Records provided:
━━━
/// GraphicsDevice trait - factory for GPU resources and queue submission

use std::sync::Arc;
use crate::error::Result;
use crate::device::{
    BindingResource, Buffer, BufferDesc, CommandList, DescriptorSet, Fence, Framebuffer,
    FramebufferDesc, GraphicsPipelineDesc, Pipeline, PipelineStages, RayTracingPipelineDesc,
    RenderPass, RenderPassDesc, RenderTarget, Semaphore, Shader, ShaderDesc, Swapchain, Texture,
    TextureDesc,
};

/// Optional features and limits of the device
#[derive(Debug, Clone, Copy, PartialEq, Eq, Default)]
pub struct DeviceCapabilities {
    /// Ray tracing pipelines and acceleration structures are available
    pub ray_tracing: bool,
    pub max_image_dimension_2d: u32,
    pub max_push_constants_size: u32,
}

/// One queue submission
///
/// An empty `command_lists` slice is valid: it only threads semaphores and
/// the fence through the queue.
pub struct SubmitInfo<'a> {
    pub command_lists: &'a [&'a dyn CommandList],
    /// Semaphores to wait on, each with the stage that waits
    pub wait_semaphores: &'a [(&'a dyn Semaphore, PipelineStages)],
    pub signal_semaphores: &'a [&'a dyn Semaphore],
    /// Signaled when the submission completes
    pub fence: Option<&'a dyn Fence>,
}

/// Graphics device trait
///
/// Implemented by backend devices (e.g. `VulkanGraphicsDevice`). The device
/// owns the presentation surface it was created for.
pub trait GraphicsDevice: Send + Sync {
    fn capabilities(&self) -> DeviceCapabilities;

    fn create_texture(&self, desc: TextureDesc) -> Result<Arc<dyn Texture>>;

    /// View on one layer and mip of `texture`, usable as framebuffer attachment
    fn create_render_target(
        &self,
        texture: &Arc<dyn Texture>,
        layer: u32,
        mip_level: u32,
    ) -> Result<Arc<dyn RenderTarget>>;

    fn create_buffer(&self, desc: BufferDesc) -> Result<Arc<dyn Buffer>>;

    fn create_shader(&self, desc: ShaderDesc) -> Result<Arc<dyn Shader>>;

    fn create_render_pass(&self, desc: &RenderPassDesc) -> Result<Arc<dyn RenderPass>>;

    fn create_framebuffer(&self, desc: &FramebufferDesc) -> Result<Arc<dyn Framebuffer>>;

    fn create_graphics_pipeline(&self, desc: &GraphicsPipelineDesc) -> Result<Arc<dyn Pipeline>>;

    fn create_ray_tracing_pipeline(&self, desc: &RayTracingPipelineDesc) -> Result<Arc<dyn Pipeline>>;

    /// Allocate and write a descriptor set for `set_index` of `pipeline`'s layout
    ///
    /// `resources[i]` is bound at binding `i`; a count or type mismatch
    /// with the layout is rejected.
    fn create_descriptor_set(
        &self,
        pipeline: &Arc<dyn Pipeline>,
        set_index: u32,
        resources: &[BindingResource],
    ) -> Result<Arc<dyn DescriptorSet>>;

    /// Command list with its own command pool
    fn create_command_list(&self) -> Result<Box<dyn CommandList>>;

    fn create_fence(&self, signaled: bool) -> Result<Box<dyn Fence>>;

    fn create_semaphore(&self) -> Result<Box<dyn Semaphore>>;

    /// Swapchain on the device's surface
    fn create_swapchain(&self, width: u32, height: u32) -> Result<Box<dyn Swapchain>>;

    fn submit(&self, info: &SubmitInfo) -> Result<()>;

    /// Wait for all GPU work to complete
    fn wait_idle(&self) -> Result<()>;
}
━━━
What the task asks: Could you retype exactly the lines above, starting at the line that contains "fn create_graphics_pipeline(&self, desc: &GraphicsPipelineDesc)" and ending at the line that contains "desc: &RayTracingPipelineDesc) -> Result<Arc<dyn Pipeline>>;", and nothing more?

Task answer:
    fn create_graphics_pipeline(&self, desc: &GraphicsPipelineDesc) -> Result<Arc<dyn Pipeline>>;

    fn create_ray_tracing_pipeline(&self, desc: &RayTracingPipelineDesc) -> Result<Arc<dyn Pipeline>>;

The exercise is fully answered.